Changes in its Rules.
Mr. Gorst resigned his position as honorary secretary in November, and in spite of continued criticism of the Council on the ground that it was to a great extent self-elected,[540:1] nothing was done to change its composition until after the Liberals had won the general election of 1880. Under the pressure of the defeat the Conference of that year adopted a new set of rules drawn up by the Council itself. They provided that the associations should be represented at the Conference in proportion to their size; that the members of the Consultative Committee should no longer sit on the Council; and that instead of the twenty members of the Council nominated by the principal associations, who were said to attend little, the Council itself should add twelve persons to its number. This plan of coöptation was destined to open the door for a most audacious attempt to capture the organisation.
The Fourth Party.
The chance for a new man to distinguish himself in Parliament comes in Opposition. As Mr. Winston Churchill remarks in the life of his father: "There is small scope for a supporter of a Government. The Whips do not want speeches, but votes. The Ministers regard an oration in their praise or defence as only one degree less tiresome than an attack."[540:2] But in the Opposition free lances are applauded if they assault the Treasury Bench from any quarter. Moreover, although the game of politics in England is played under a conventional code of rules which are scrupulously observed, a skilful player can achieve a rapid prominence by violating the rules boldly, if he has great ability, high social rank, or wins the ear of the people. These truths were turned to advantage in the Parliament which sat from 1880 to 1885 by Lord Randolph Churchill and his small band of friends, who, in contradistinction to the Liberals, Conservatives, and Irish Home Rulers, came to be known as the Fourth Party. The general election of 1880 had brought Mr. Gladstone back to power, and in the course of this administration he was obliged to face unexpectedly many delicate and difficult questions. The Conservative Opposition was led by Sir Stafford Northcote, a man of decorous rather than combative temperament, who had been Mr. Gladstone's private secretary in early life, and was not inclined to carry parliamentary contests to extremes. The conditions were favourable to a small body of members, something between knights errant and banditti, who fought as guerillas under the Conservative banner, but attacked on occasion their own leaders with magnanimous impartiality.
Its Origin and Policy.
The Fourth Party began in one of those accidents that happen in irregular warfare.[541:1] The Bradlaugh case, involving the thorny question whether a professed atheist could qualify in the House of Commons by affirmation or oath, vexed the whole life of the Parliament, and brought together in the opening days Sir Henry Wolff, Mr. John Gorst, Lord Randolph Churchill, and Mr. Arthur Balfour. This case, in which they played successfully upon the feelings of the House, made them at once conspicuous, and taught them the value of concerted action. With a short interruption, caused by a difference of opinion about the Irish Coercion Bill of 1881, the friends acted in harmony for four years. They had no formal programme, and no one of them was recognised as the chief, but it was understood that they should defend one another when attacked, and they were in the habit of dining together to arrange a common plan of action. They took a vigorous part in all debates, criticised the government unsparingly, and under the pretence of assisting to perfect its measures, spun out the discussions and obstructed progress. They showed great skill in baiting Mr. Gladstone, and when delay was their object, in drawing him by turns into long explanations in response to plausible questions about the clauses of his bills. Their aggressiveness, and their profession of popular principles under the name of Tory democracy, spread their reputation in the country, and gave them an importance out of proportion to their number or their direct influence in the House of Commons.

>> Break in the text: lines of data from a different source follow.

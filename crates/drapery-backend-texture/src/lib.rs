//! Drapery Pleat Texture Backend
//!
//! This crate synthesizes the surface attributes of curtain pleats: tone
//! ramp, ambient occlusion, sheer translucency and a tangent-space normal
//! map. All output is bit-identical for identical parameters; there is no
//! seed state and no wall-clock or external entropy anywhere in the core.
//!
//! # Features
//!
//! - **Live sampling**: per-pixel `(pleat_coord, cross_axis)` pairs with
//!   seeded lateral jitter and header gather, as a point query or a full grid
//! - **Flex height field**: parametric header pinch, diagonal arms, belly
//!   bloom and valley shadow
//! - **Normal maps**: central differences with per-axis wrap/clamp boundaries
//! - **Deterministic PNG**: fixed compression settings and BLAKE3 hashes
//!
//! # Example
//!
//! ```no_run
//! use drapery_backend_texture::generate::{generate_flex_maps, save_pleat_maps};
//! use drapery_spec::PleatFamilyConfig;
//! use std::path::Path;
//!
//! let maps = generate_flex_maps(&PleatFamilyConfig::flex()).unwrap();
//! save_pleat_maps(&maps, Path::new("public/textures/canvas")).unwrap();
//! ```
//!
//! Live sampling:
//!
//! ```
//! use drapery_backend_texture::pleat::{build_sample_grid, sample_point, PleatSeedRegistry};
//! use drapery_spec::SampleGridParams;
//!
//! let registry = PleatSeedRegistry::new();
//! let params = SampleGridParams::new(64, 32, 16.0).with_jitter(0.4).with_taper(0.6);
//! let grid = build_sample_grid(&registry, &params).unwrap();
//! let point = sample_point(&registry, 10, 5, &params);
//! assert_eq!(grid.get(10, 5), point);
//! ```

pub mod color;
pub mod field;
pub mod flex;
pub mod flex25d;
pub mod generate;
pub mod maps;
pub mod noise;
pub mod normal_map;
pub mod placeholder;
pub mod pleat;
pub mod png;

// Re-export main types for convenience
pub use color::Color;
pub use flex::{FlexBuffers, FlexHeightField, HeightFieldSample};
pub use flex25d::{Flex25dBuffers, Flex25dSample, Flex25dSynthesizer};
pub use generate::{
    generate_flex25d_maps, generate_flex_maps, generate_placeholder_maps, save_all_parallel,
    save_pleat_maps, GenerateError, MapChannel, MapResult, PleatMapSet, PLACEHOLDER_DIR,
};
pub use maps::{GrayscaleBuffer, TextureBuffer};
pub use noise::{Fbm, Noise2D, ValueNoise};
pub use normal_map::{BoundaryMode, NormalLayout, NormalMapDeriver};
pub use placeholder::{generate_placeholders, PlaceholderMaps};
pub use pleat::{
    build_sample_grid, sample_point, wrap01, PleatSample, PleatSampler, PleatSeed,
    PleatSeedRegistry, SampleGrid,
};
pub use png::{MapEncoding, PngConfig, PngError};
//! Drapery CLI library.
//!
//! This crate provides the command implementations behind the `drapery`
//! binary: pleat map generation, live sample-grid inspection and preset
//! lookup.

pub mod commands;
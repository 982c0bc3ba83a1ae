//! Noise generation primitives.
//!
//! All noise functions are pure Rust with no external dependencies and are
//! built on the stateless lattice hash in [`crate::field`], so output depends
//! only on the sample coordinates.

mod fbm;
mod value;

pub use fbm::Fbm;
pub use value::ValueNoise;

/// Trait for 2D noise generators.
pub trait Noise2D {
    /// Sample the noise at a given 2D coordinate.
    fn sample(&self, x: f64, y: f64) -> f64;
}

/// Smooth interpolation between two edges.
#[inline]
pub fn smoothstep(edge0: f64, edge1: f64, x: f64) -> f64 {
    let t = ((x - edge0) / (edge1 - edge0)).clamp(0.0, 1.0);
    t * t * (3.0 - 2.0 * t)
}

/// Quintic fade curve `t^3 (t (6t - 15) + 10)`.
#[inline]
pub fn quintic(t: f64) -> f64 {
    t * t * t * (t * (t * 6.0 - 15.0) + 10.0)
}

/// Linear interpolation.
#[inline]
pub fn lerp(a: f64, b: f64, t: f64) -> f64 {
    a + t * (b - a)
}

/// Unnormalized Gaussian lobe `exp(-0.5 (x / sigma)^2)`.
#[inline]
pub fn gaussian(x: f64, sigma: f64) -> f64 {
    (-0.5 * (x / sigma).powi(2)).exp()
}

#[cfg(test)]
mod tests {
    use super::*;

    #[test]
    fn test_quintic_endpoints() {
        assert_eq!(quintic(0.0), 0.0);
        assert_eq!(quintic(1.0), 1.0);
        assert!((quintic(0.5) - 0.5).abs() < 1e-12);
    }

    #[test]
    fn test_smoothstep_clamps() {
        assert_eq!(smoothstep(0.16, 1.0, 0.0), 0.0);
        assert_eq!(smoothstep(0.16, 1.0, 1.0), 1.0);
        assert_eq!(smoothstep(0.16, 1.0, 2.0), 1.0);
    }

    #[test]
    fn test_gaussian_peak() {
        assert_eq!(gaussian(0.0, 0.3), 1.0);
        assert!(gaussian(0.3, 0.3) < 1.0);
    }
}
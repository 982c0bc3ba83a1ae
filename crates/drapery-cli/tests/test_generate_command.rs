//! Generate command end to end: resolve, generate, write, inspect the tree.

use std::fs;

use drapery_cli::commands::generate::{self, resolve_target, Target};
use drapery_spec::{PlaceholderParams, PleatId};
use pretty_assertions::assert_eq;

#[test]
fn test_generate_flex_with_config_writes_family_dir() {
    let dir = tempfile::tempdir().unwrap();
    let config = dir.path().join("flex.json");
    fs::write(&config, r#"{ "width": 24, "height": 32 }"#).unwrap();
    let out_root = dir.path().join("out");

    generate::run("flex", None, out_root.to_str(), config.to_str(), false).unwrap();

    let mut names: Vec<_> = fs::read_dir(out_root.join("flex"))
        .unwrap()
        .map(|e| e.unwrap().file_name().into_string().unwrap())
        .collect();
    names.sort();
    assert_eq!(
        names,
        ["normal.png", "occlusion.png", "pleatRamp.png", "translucencyMask.png"]
    );
}

#[test]
fn test_generate_placeholder_from_config() {
    let dir = tempfile::tempdir().unwrap();
    let params = PlaceholderParams {
        map_width: 4,
        map_height: 32,
        weave_size: 8,
        ..PlaceholderParams::for_pleat(PleatId::DoubleFlex)
    };
    let config = dir.path().join("double.json");
    fs::write(&config, serde_json::to_string(&params).unwrap()).unwrap();

    let resolved = resolve_target("doubleFlex", Some("placeholder")).unwrap();
    assert_eq!(resolved.target, Target::Placeholder(PleatId::DoubleFlex));

    let set = generate::generate_set(resolved.target, Some(config.as_path())).unwrap();
    assert_eq!(set.family, "doubleFlex");
    assert_eq!(set.maps.len(), 4);
}

#[test]
fn test_generate_placeholder_config_for_wrong_pleat_fails() {
    let dir = tempfile::tempdir().unwrap();
    let config = dir.path().join("wave.json");
    let params = PlaceholderParams {
        map_width: 4,
        map_height: 32,
        weave_size: 8,
        ..PlaceholderParams::for_pleat(PleatId::Wave)
    };
    fs::write(&config, serde_json::to_string(&params).unwrap()).unwrap();

    let err = generate::generate_set(Target::Placeholder(PleatId::Flex), Some(config.as_path()))
        .unwrap_err();
    assert!(format!("{:#}", err).contains("Map generation failed"));
}

#[test]
fn test_generate_json_reports_failure_without_writing() {
    let dir = tempfile::tempdir().unwrap();
    let config = dir.path().join("flex.json");
    fs::write(&config, r#"{ "width": 1 }"#).unwrap();

    // The JSON path reports the failure in its output instead of bailing.
    assert!(generate::run("flex", None, dir.path().to_str(), config.to_str(), true).is_ok());
    assert!(!dir.path().join("flex").exists());
}
//! Live pleat sampling.
//!
//! Maps raster pixels to `(pleat_coord, cross_axis)` pairs. Each pleat gets a
//! deterministic seed; the seed drives a lateral jitter (fabric wander) and
//! a gather bias (bunching under the header, relaxing toward the hem).

mod gather;
mod grid;
mod jitter;
mod seed;

pub use gather::gather;
pub use grid::{build_sample_grid, sample_point, PleatSample, PleatSampler, SampleGrid};
pub use jitter::lateral_jitter;
pub use seed::{PleatSeed, PleatSeedRegistry};

/// Wrap any real number into `[0, 1)` with floor-modulo semantics.
///
/// Negative inputs wrap forward (`-0.25 -> 0.75`). NaN propagates.
#[inline]
pub fn wrap01(value: f64) -> f64 {
    let wrapped = value.rem_euclid(1.0);
    // rem_euclid may round up to the divisor for tiny negative inputs.
    if wrapped >= 1.0 {
        0.0
    } else {
        wrapped
    }
}

#[cfg(test)]
mod tests {
    use super::*;

    #[test]
    fn test_wrap01_basic() {
        assert_eq!(wrap01(0.0), 0.0);
        assert_eq!(wrap01(0.25), 0.25);
        assert_eq!(wrap01(1.0), 0.0);
        assert_eq!(wrap01(2.5), 0.5);
        assert_eq!(wrap01(-0.25), 0.75);
        assert_eq!(wrap01(-3.0), 0.0);
    }

    #[test]
    fn test_wrap01_tiny_negative_stays_below_one() {
        let v = wrap01(-1e-18);
        assert!((0.0..1.0).contains(&v), "got {}", v);
    }
}
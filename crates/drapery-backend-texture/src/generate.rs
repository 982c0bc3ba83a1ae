//! Main entry point for pleat map generation.
//!
//! Each generator validates its parameters, synthesizes float buffers,
//! encodes them to PNG in memory and returns a [`PleatMapSet`]. Writing to
//! disk is a separate, final step.

use std::collections::HashSet;
use std::fs;
use std::path::{Path, PathBuf};

use drapery_spec::{
    BackendError, Flex25dParams, PlaceholderParams, PleatFamilyConfig, PleatId, SpecError,
};
use rayon::prelude::*;
use thiserror::Error;

use crate::flex::FlexHeightField;
use crate::flex25d::Flex25dSynthesizer;
use crate::maps::{GrayscaleBuffer, TextureBuffer};
use crate::placeholder::generate_placeholders;
use crate::png::{self, MapEncoding, PngConfig, PngError};

/// Directory under the output root that holds placeholder families.
pub const PLACEHOLDER_DIR: &str = "placeholder";

/// Errors from pleat map generation.
#[derive(Debug, Error)]
pub enum GenerateError {
    #[error("PNG error: {0}")]
    Png(#[from] PngError),

    #[error("IO error: {0}")]
    Io(#[from] std::io::Error),

    #[error("Invalid parameter: {0}")]
    InvalidParameter(String),

    #[error(transparent)]
    Spec(#[from] SpecError),
}

impl BackendError for GenerateError {
    fn code(&self) -> &'static str {
        match self {
            GenerateError::Png(_) => "PLEAT_001",
            GenerateError::Io(_) => "PLEAT_002",
            GenerateError::InvalidParameter(_) => "PLEAT_003",
            GenerateError::Spec(_) => "PLEAT_004",
        }
    }

    fn category(&self) -> &'static str {
        "texture"
    }
}

/// What a map encodes.
#[derive(Debug, Clone, Copy, PartialEq, Eq, Hash)]
pub enum MapChannel {
    PleatRamp,
    Occlusion,
    Translucency,
    Normal,
    WeaveDetail,
}

impl MapChannel {
    pub fn as_str(&self) -> &'static str {
        match self {
            MapChannel::PleatRamp => "pleat_ramp",
            MapChannel::Occlusion => "occlusion",
            MapChannel::Translucency => "translucency",
            MapChannel::Normal => "normal",
            MapChannel::WeaveDetail => "weave_detail",
        }
    }
}

/// Result of generating a single map.
#[derive(Debug, Clone)]
pub struct MapResult {
    pub channel: MapChannel,
    /// File name inside the family directory, e.g. `pleatRamp.png`.
    pub file_name: String,
    pub description: String,
    /// Width in pixels.
    pub width: u32,
    /// Height in pixels.
    pub height: u32,
    /// Encoded PNG bytes.
    pub data: Vec<u8>,
    /// BLAKE3 hash of the PNG bytes.
    pub hash: String,
}

/// All maps for one pleat family.
#[derive(Debug, Clone)]
pub struct PleatMapSet {
    /// Family name, used as the output directory.
    pub family: String,
    pub maps: Vec<MapResult>,
}

impl PleatMapSet {
    /// Find a map by channel.
    pub fn get(&self, channel: MapChannel) -> Option<&MapResult> {
        self.maps.iter().find(|m| m.channel == channel)
    }
}

/// Generate the flex height-field maps.
///
/// Tone, occlusion and translucency are written as gray replicated to RGBA;
/// the normal map is RGBA with opaque alpha.
pub fn generate_flex_maps(config: &PleatFamilyConfig) -> Result<PleatMapSet, GenerateError> {
    config.validate()?;

    let field = FlexHeightField::new(config);
    let buffers = field.synthesize();
    let normals = field.normal_deriver().derive(&buffers.height);

    let png_config = PngConfig::default();
    let maps = vec![
        encode_gray(
            MapChannel::PleatRamp,
            "pleatRamp.png",
            "tone ramp (pinch + belly)",
            &buffers.ramp,
            MapEncoding::Rgba,
            &png_config,
        )?,
        encode_gray(
            MapChannel::Occlusion,
            "occlusion.png",
            "ambient occlusion (pinch wedges)",
            &buffers.occlusion,
            MapEncoding::Rgba,
            &png_config,
        )?,
        encode_gray(
            MapChannel::Translucency,
            "translucencyMask.png",
            "transmission map (belly bloom)",
            &buffers.translucency,
            MapEncoding::Rgba,
            &png_config,
        )?,
        encode_color(
            MapChannel::Normal,
            "normal.png",
            "helper normal map from height field",
            &normals,
            &png_config,
        )?,
    ];

    Ok(PleatMapSet {
        family: config.name.clone(),
        maps,
    })
}

/// Generate the flex 2.5D variant maps.
///
/// Tone, occlusion and translucency are single-channel gray; the normal map
/// is RGBA.
pub fn generate_flex25d_maps(params: &Flex25dParams) -> Result<PleatMapSet, GenerateError> {
    params.validate()?;
    if params.name.is_empty() {
        return Err(GenerateError::InvalidParameter(
            "name must not be empty".to_string(),
        ));
    }

    let synth = Flex25dSynthesizer::new(params);
    let buffers = synth.synthesize();
    let normals = synth.derive_normals(&buffers.height);

    let png_config = PngConfig::default();
    let maps = vec![
        encode_gray(
            MapChannel::PleatRamp,
            "pleatRamp.png",
            "tone ramp (X arms + belly)",
            &buffers.ramp,
            MapEncoding::Gray,
            &png_config,
        )?,
        encode_gray(
            MapChannel::Occlusion,
            "occlusion.png",
            "broad ambient occlusion",
            &buffers.occlusion,
            MapEncoding::Gray,
            &png_config,
        )?,
        encode_gray(
            MapChannel::Translucency,
            "translucency.png",
            "light transmission",
            &buffers.translucency,
            MapEncoding::Gray,
            &png_config,
        )?,
        encode_color(
            MapChannel::Normal,
            "normal.png",
            "tangent-space normal map",
            &normals,
            &png_config,
        )?,
    ];

    Ok(PleatMapSet {
        family: params.name.clone(),
        maps,
    })
}

/// Generate the placeholder maps for a pleat style.
pub fn generate_placeholder_maps(
    pleat: PleatId,
    params: &PlaceholderParams,
) -> Result<PleatMapSet, GenerateError> {
    params.validate()?;
    if params.pleat != pleat {
        return Err(GenerateError::InvalidParameter(format!(
            "placeholder parameters are for '{}', not '{}'",
            params.pleat, pleat
        )));
    }

    let buffers = generate_placeholders(params);
    let png_config = PngConfig::default();
    let maps = vec![
        encode_gray(
            MapChannel::PleatRamp,
            "pleatRamp.png",
            "Vertical pleat shadow ramp",
            &buffers.pleat_ramp,
            MapEncoding::Rgba,
            &png_config,
        )?,
        encode_gray(
            MapChannel::WeaveDetail,
            "weaveDetail.png",
            "Tileable weave pattern",
            &buffers.weave_detail,
            MapEncoding::Rgba,
            &png_config,
        )?,
        encode_gray(
            MapChannel::Translucency,
            "translucencyMask.png",
            "Transmission mask for sheers",
            &buffers.translucency_mask,
            MapEncoding::Rgba,
            &png_config,
        )?,
        encode_gray(
            MapChannel::Occlusion,
            "occlusion.png",
            "Ambient occlusion",
            &buffers.occlusion,
            MapEncoding::Rgba,
            &png_config,
        )?,
    ];

    Ok(PleatMapSet {
        family: pleat.as_str().to_string(),
        maps,
    })
}

/// Write a map set to `out_root/<family>/`, returning the written paths.
pub fn save_pleat_maps(set: &PleatMapSet, out_root: &Path) -> Result<Vec<PathBuf>, GenerateError> {
    let separator = |c: char| c == '/' || c == '\\';
    if set.family.is_empty() || set.family.contains(separator) || set.family == ".." {
        return Err(GenerateError::InvalidParameter(format!(
            "family '{}' is not a valid directory name",
            set.family
        )));
    }

    let dir = out_root.join(&set.family);
    fs::create_dir_all(&dir)?;

    let mut paths = Vec::with_capacity(set.maps.len());
    for map in &set.maps {
        let path = dir.join(&map.file_name);
        fs::write(&path, &map.data)?;
        paths.push(path);
    }
    Ok(paths)
}

/// Write several map sets concurrently.
///
/// Family names must be unique within a batch; each set then owns its
/// directory and the writes share no paths. Results keep the order of `sets`.
pub fn save_all_parallel(
    sets: &[PleatMapSet],
    out_root: &Path,
) -> Result<Vec<Vec<PathBuf>>, GenerateError> {
    let mut seen = HashSet::with_capacity(sets.len());
    if let Some(dup) = sets.iter().find(|&set| !seen.insert(set.family.as_str())) {
        return Err(GenerateError::InvalidParameter(format!(
            "family '{}' appears more than once in a parallel save",
            dup.family
        )));
    }

    sets.par_iter()
        .map(|set| save_pleat_maps(set, out_root))
        .collect()
}

fn encode_gray(
    channel: MapChannel,
    file_name: &str,
    description: &str,
    buffer: &GrayscaleBuffer,
    encoding: MapEncoding,
    config: &PngConfig,
) -> Result<MapResult, GenerateError> {
    let (data, hash) = png::write_grayscale_to_vec_with_hash(buffer, encoding, config)?;
    Ok(MapResult {
        channel,
        file_name: file_name.to_string(),
        description: description.to_string(),
        width: buffer.width,
        height: buffer.height,
        data,
        hash,
    })
}

fn encode_color(
    channel: MapChannel,
    file_name: &str,
    description: &str,
    buffer: &TextureBuffer,
    config: &PngConfig,
) -> Result<MapResult, GenerateError> {
    let (data, hash) = png::write_texture_to_vec_with_hash(buffer, MapEncoding::Rgba, config)?;
    Ok(MapResult {
        channel,
        file_name: file_name.to_string(),
        description: description.to_string(),
        width: buffer.width,
        height: buffer.height,
        data,
        hash,
    })
}
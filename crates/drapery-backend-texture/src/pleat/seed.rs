//! Per-pleat seeds and their memoizing registry.

use std::collections::HashMap;
use std::f64::consts::TAU;
use std::sync::{PoisonError, RwLock, RwLockReadGuard, RwLockWriteGuard};

use crate::field::hash2;

/// Parameter bundle for one pleat, derived only from the pleat index.
#[derive(Debug, Clone, Copy, PartialEq)]
pub struct PleatSeed {
    /// Shared phase offset; keeps neighbouring pleats coherent. In `[-0.5, 0.5)`.
    pub offset: f64,
    /// Sweep phase in `[-2π, 2π)`.
    pub phase: f64,
    /// Sweep amplitude in `[0.65, 1.35)`.
    pub amplitude: f64,
    /// Diagonal sweep weight in `[-0.6, 0.6)`.
    pub diagonal_tilt: f64,
    /// Sweep frequency factor in `[0.6, 1.1)`.
    pub wave_tightness: f64,
    /// Per-pleat gather bias in `[-0.2, 0.2)`.
    pub gather_variance: f64,
}

impl PleatSeed {
    /// Derive the seed for a pleat index.
    ///
    /// Each field hashes the index against its own lattice row so the
    /// fields are decorrelated.
    pub fn derive(pleat_index: i64) -> Self {
        Self {
            offset: hash2(pleat_index, 23) * 0.5,
            phase: hash2(pleat_index, -17) * TAU,
            amplitude: 1.0 + hash2(pleat_index, 91) * 0.35,
            diagonal_tilt: hash2(pleat_index, 137) * 0.6,
            wave_tightness: 0.85 + hash2(pleat_index, 211) * 0.25,
            gather_variance: hash2(pleat_index, 311) * 0.2,
        }
    }
}

/// Memoizing cache of pleat seeds keyed by pleat index.
///
/// Safe to share between threads. Two threads racing on the same index both
/// compute the same seed; whichever insert lands first is kept and the other
/// is identical, so callers never observe a difference.
#[derive(Debug, Default)]
pub struct PleatSeedRegistry {
    seeds: RwLock<HashMap<i64, PleatSeed>>,
}

impl PleatSeedRegistry {
    /// Create an empty registry.
    pub fn new() -> Self {
        Self::default()
    }

    /// Get the seed for a pleat index, deriving and caching it on first use.
    pub fn get(&self, pleat_index: i64) -> PleatSeed {
        if let Some(seed) = self.read().get(&pleat_index) {
            return *seed;
        }

        let seed = PleatSeed::derive(pleat_index);
        *self.write().entry(pleat_index).or_insert(seed)
    }

    /// Number of cached seeds.
    pub fn len(&self) -> usize {
        self.read().len()
    }

    /// Whether no seed has been cached yet.
    pub fn is_empty(&self) -> bool {
        self.read().is_empty()
    }

    /// Drop all cached seeds.
    pub fn clear(&self) {
        self.write().clear();
    }

    // The cache only holds pure values, so a poisoned lock is still consistent.
    fn read(&self) -> RwLockReadGuard<'_, HashMap<i64, PleatSeed>> {
        self.seeds.read().unwrap_or_else(PoisonError::into_inner)
    }

    fn write(&self) -> RwLockWriteGuard<'_, HashMap<i64, PleatSeed>> {
        self.seeds.write().unwrap_or_else(PoisonError::into_inner)
    }
}

#[cfg(test)]
mod tests {
    use super::*;
    use std::sync::Arc;
    use std::thread;

    fn bits(seed: &PleatSeed) -> [u64; 6] {
        [
            seed.offset.to_bits(),
            seed.phase.to_bits(),
            seed.amplitude.to_bits(),
            seed.diagonal_tilt.to_bits(),
            seed.wave_tightness.to_bits(),
            seed.gather_variance.to_bits(),
        ]
    }

    #[test]
    fn test_seed_bit_identical_across_calls() {
        let registry = PleatSeedRegistry::new();
        for i in -10..40 {
            assert_eq!(bits(&registry.get(i)), bits(&registry.get(i)));
            assert_eq!(bits(&registry.get(i)), bits(&PleatSeed::derive(i)));
        }
    }

    #[test]
    fn test_registry_order_independence() {
        let direct = PleatSeedRegistry::new().get(5);

        let registry = PleatSeedRegistry::new();
        let first = registry.get(5);
        for i in 1..5 {
            registry.get(i);
        }
        let second = registry.get(5);

        assert_eq!(bits(&first), bits(&direct));
        assert_eq!(bits(&second), bits(&direct));
        assert_eq!(registry.len(), 5);
    }

    #[test]
    fn test_seed_field_ranges() {
        for i in 0..500 {
            let s = PleatSeed::derive(i);
            assert!((-0.5..0.5).contains(&s.offset));
            assert!((-TAU..TAU).contains(&s.phase));
            assert!((0.65..1.35).contains(&s.amplitude));
            assert!((-0.6..0.6).contains(&s.diagonal_tilt));
            assert!((0.6..1.1).contains(&s.wave_tightness));
            assert!((-0.2..0.2).contains(&s.gather_variance));
        }
    }

    #[test]
    fn test_fields_are_decorrelated() {
        let s = PleatSeed::derive(7);
        assert_ne!(s.offset / 0.5, s.gather_variance / 0.2);
        assert_ne!(s.diagonal_tilt / 0.6, s.offset / 0.5);
    }

    #[test]
    fn test_concurrent_access_agrees() {
        let registry = Arc::new(PleatSeedRegistry::new());
        let handles: Vec<_> = (0..4)
            .map(|_| {
                let registry = Arc::clone(&registry);
                thread::spawn(move || (0..64).map(|i| bits(&registry.get(i))).collect::<Vec<_>>())
            })
            .collect();

        let results: Vec<_> = handles.into_iter().map(|h| h.join().unwrap()).collect();
        for r in &results[1..] {
            assert_eq!(r, &results[0]);
        }
        assert_eq!(registry.len(), 64);
    }

    #[test]
    fn test_clear() {
        let registry = PleatSeedRegistry::new();
        registry.get(3);
        assert!(!registry.is_empty());
        registry.clear();
        assert!(registry.is_empty());
    }
}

Its Attacks on the Tory Leaders.
Throughout its career the Fourth Party assumed to be independent of the regular Conservative leaders in the House. At times it went much farther, accusing them of indecision and an inability to lead, which disorganised the party. Lord Beaconsfield's death in 1881 left the Conservatives with no single recognised leader; for Lord Salisbury was chosen by the Tory peers leader of the House of Lords; and Sir Stafford Northcote remained, as he had been in Lord Beaconsfield's last years, the leader in the House of Commons, neither of them being regarded as superior in authority to the other. The members of the Fourth Party asserted that this dual leadership, by causing uncertainty in the counsels of the party, was disastrous; and they soon settled upon Sir Stafford Northcote as the object of their censure. The attack upon him culminated in April, 1883, when his selection to unveil the statue of Lord Beaconsfield seemed to indicate that he was to be the future premier whenever the Conservatives might come to power. On that occasion Lord Randolph Churchill published a couple of letters in The Times in which he spoke of Sir Stafford in strong terms, and declared that Lord Salisbury was the only man capable of taking the lead. These he followed up by an article in the Fortnightly Review for May, entitled "Elijah's Mantle," describing the decay of the Conservative party, setting forth his ideas of Tory democracy as a means of regeneration, designating Lord Salisbury as the proper heir to Lord Beaconsfield's mantle, but revealing at the same time his confidence in his own fitness for command. His quarrel with his chief in the House of Commons did not impair his popularity in the country; while his speeches, with their invective against prominent Liberals, and their appeals for the support of the masses, caught the fancy of the Tory crowds. Hitherto he had decried Sir Stafford Northcote and praised Lord Salisbury, but he now embarked upon an adventure that brought him into sharp conflict with the latter. Mr. Balfour, being Lord Salisbury's nephew, could not follow in the new path, and before long opposed his former comrade, while the other two members of the Fourth Party continued to support him.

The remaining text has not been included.